We are restoring a 1947 Gar Wood Commodore. The first step in the restoration process is going to be the replacement of the bottom. Sierra Boat will use a method we call a "Urethane Membrane Bottom". It is our variation on the well known 5200 bottom and is essentially a traditional bottom done with more modern materials. The advantage of the urethane system over a 5200 bottom is repairability. Since the outer planking is bedded to the membrane with low adhesive compound, (Boat Life), the repair cost to any future damage is greatly reduced. This advantage is achieved without any compromise to strength or durability. We have been using this system for over a decade and our first bottoms are performing as they did when new. Follow Danny Salvador as he goes through the process. The first step in the process will be to remove the old fiberglass bottom. Fiberglass bottoms are not necessarily a bad thing. We have done a lot of them over a 40 year time span and most are still holding up. This bottom, however, was not a quality job. We were able to peel it off with little trouble. The surprise, after the glass was off, was to find a bottom in excellent condition. Original planking was carefully removed so it could serve as a pattern for the new planking. Note the original canvas inner layer.This layer originally provided a waterproof layer, but did so for only the first few years of the boat's life. Key to our new bottom will be to replace this layer with something more modern and durable.
After the outer planking and inner planking was removed, we inspected and repaired framing as needed. Most of the framing was in excellent condition and no dry rot was found anywhere.We replaced all of the intermediate ribs as well as a few bottom frames. The keel was removed and repaired as well. Gar Wood used plywood gussets or knees forjoining the side frames to the bottom frames as well as the stringers to the bottom frames. The plywood from the 40's isn't what it is today and much of it had de-laminated. New, marine grade plywood was installed. All of the framing was given a generous coating of Smiths penetrating epoxy. Lastly, all structural fasteners, including keel, stem and chine bolts, were replaced.
Once the framing was repaired, we were ready for a new inner bottom. Inner bottom planks were cut from 6mm BS 1088 marine ply in the same widths and orientation as the original planking. The plywood inner planking will look like the original planking to any concours judge, but is much stronger and more stable. The planking was coated with penetrating epoxy and adhered to the framing with Boat Life and plastic staples. We also seal between the plank seams so our urethane will not leak through.( Note: the staples are just for assembly purposes, screws run through the outer planking will eventually be added)
Now for the fabric and urethane. Instead of using 3M 5200, we use a chemically similar, but vastly superior product for this application. First, a polyester cloth is laid down. This cloth is then saturated with an industrial urethane applied by roller. The urethane is specifically designed for waterproofing and rot prevention. Once cured, it will be akin to the material a Zodiac is made from. it is strong, flexible, waterproof and pretty much indestructible. This fabric and urethane replaces the old canvas. At this point, the boat would float even without the outer planking.

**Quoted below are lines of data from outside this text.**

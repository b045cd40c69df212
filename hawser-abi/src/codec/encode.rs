use hawser_core::U256;

use crate::{AbiError, AbiResult, ParamKind, Value};

/// Encode `values` against `kinds` into an ABI head-tail buffer.
///
/// Arguments are checked for structural assignability first; numeric
/// values that do not fit their declared width fail with
/// [`AbiError::Overflow`] during serialization.
pub fn encode(kinds: &[ParamKind], values: &[Value]) -> AbiResult<Vec<u8>> {
    if kinds.len() != values.len() {
        return Err(AbiError::ArgCountMismatch {
            name: "value list".to_owned(),
            expected: kinds.len(),
            got: values.len(),
        });
    }
    for (index, (kind, value)) in kinds.iter().zip(values).enumerate() {
        if !value.is(kind) {
            return Err(AbiError::ArgTypeMismatch {
                index,
                expected: kind.to_string(),
            });
        }
    }
    let fields: Vec<(&ParamKind, &Value)> = kinds.iter().zip(values).collect();
    encode_fields(&fields)
}

/// Serialize one head-tail block. Static fields embed directly in the
/// head; each dynamic field leaves an offset word behind and appends its
/// payload to the tail.
fn encode_fields(fields: &[(&ParamKind, &Value)]) -> AbiResult<Vec<u8>> {
    let head_len: usize = fields.iter().map(|(kind, _)| kind.head_width()).sum();
    let mut head = Vec::with_capacity(head_len);
    let mut tail = Vec::new();

    for &(kind, value) in fields {
        if kind.is_dynamic() {
            head.extend_from_slice(&len_word(head_len + tail.len()));
            tail.extend(encode_value(kind, value)?);
        } else {
            head.extend(encode_value(kind, value)?);
        }
    }

    head.extend(tail);
    Ok(head)
}

fn encode_value(kind: &ParamKind, value: &Value) -> AbiResult<Vec<u8>> {
    Ok(match (kind, value) {
        (ParamKind::Uint(bits), Value::Uint(word)) => uint_word(word, *bits)?.to_vec(),
        (ParamKind::Int(bits), Value::Int(word)) => int_word(word, *bits)?.to_vec(),
        (ParamKind::Address, Value::Address(address)) => {
            let mut word = [0u8; 32];
            word[12..].copy_from_slice(address.as_bytes());
            word.to_vec()
        }
        (ParamKind::Bool, Value::Bool(flag)) => {
            let mut word = [0u8; 32];
            word[31] = *flag as u8;
            word.to_vec()
        }
        (ParamKind::FixedBytes(_), Value::FixedBytes(bytes)) => {
            let mut word = [0u8; 32];
            word[..bytes.len()].copy_from_slice(bytes);
            word.to_vec()
        }
        (ParamKind::Bytes, Value::Bytes(bytes)) => encode_byte_payload(bytes),
        (ParamKind::String, Value::String(text)) => encode_byte_payload(text.as_bytes()),
        (ParamKind::FixedArray(element, _), Value::FixedArray(items)) => {
            let fields: Vec<_> = items.iter().map(|item| (element.as_ref(), item)).collect();
            encode_fields(&fields)?
        }
        (ParamKind::Array(element), Value::Array(items)) => {
            let mut out = len_word(items.len()).to_vec();
            let fields: Vec<_> = items.iter().map(|item| (element.as_ref(), item)).collect();
            out.extend(encode_fields(&fields)?);
            out
        }
        (ParamKind::Tuple(field_kinds), Value::Tuple(items)) => {
            let fields: Vec<_> = field_kinds
                .iter()
                .map(|(_, field_kind)| field_kind)
                .zip(items)
                .collect();
            encode_fields(&fields)?
        }
        _ => {
            return Err(AbiError::ArgTypeMismatch {
                index: 0,
                expected: kind.to_string(),
            })
        }
    })
}

/// Length-prefixed payload padded with zero bytes to a word boundary.
fn encode_byte_payload(bytes: &[u8]) -> Vec<u8> {
    let mut out = len_word(bytes.len()).to_vec();
    out.extend_from_slice(bytes);
    out.resize(32 + padded_len(bytes.len()), 0);
    out
}

pub(crate) fn padded_len(len: usize) -> usize {
    len + (32 - len % 32) % 32
}

fn len_word(value: usize) -> [u8; 32] {
    let mut word = [0u8; 32];
    U256::from(value).to_big_endian(&mut word);
    word
}

fn uint_word(value: &U256, bits: usize) -> AbiResult<[u8; 32]> {
    if bits < 256 && !(*value >> bits).is_zero() {
        return Err(AbiError::Overflow {
            kind: format!("uint{bits}"),
        });
    }
    let mut word = [0u8; 32];
    value.to_big_endian(&mut word);
    Ok(word)
}

/// A signed value is in range iff the bits above its declared width are a
/// pure sign extension of bit `bits - 1`.
fn int_word(value: &U256, bits: usize) -> AbiResult<[u8; 32]> {
    if bits < 256 {
        let extension = *value >> (bits - 1);
        if !extension.is_zero() && extension != U256::MAX >> (bits - 1) {
            return Err(AbiError::Overflow {
                kind: format!("int{bits}"),
            });
        }
    }
    let mut word = [0u8; 32];
    value.to_big_endian(&mut word);
    Ok(word)
}
//! Mockall mocks for the backend traits.

pub use backend::MockLedger;

mod backend;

New planks were patterned from the old ones. The planks were coated on their inner surface with penetrating epoxy. The new planking is screwed down and bedded in Boat Life, leaving a 1/6" gap between the planks. This gap is necessary because even with epoxy sealing, the planks will swell some. The the screw holes were filled with putty and the entire bottom is faired.
Once the fairing was complete, the bottom received three coats of penetrating epoxy followed by an epoxy primer and copper bottom paint. Note, bottom side planks will also be sealed with penetrating epoxy and bedded in Boat Life.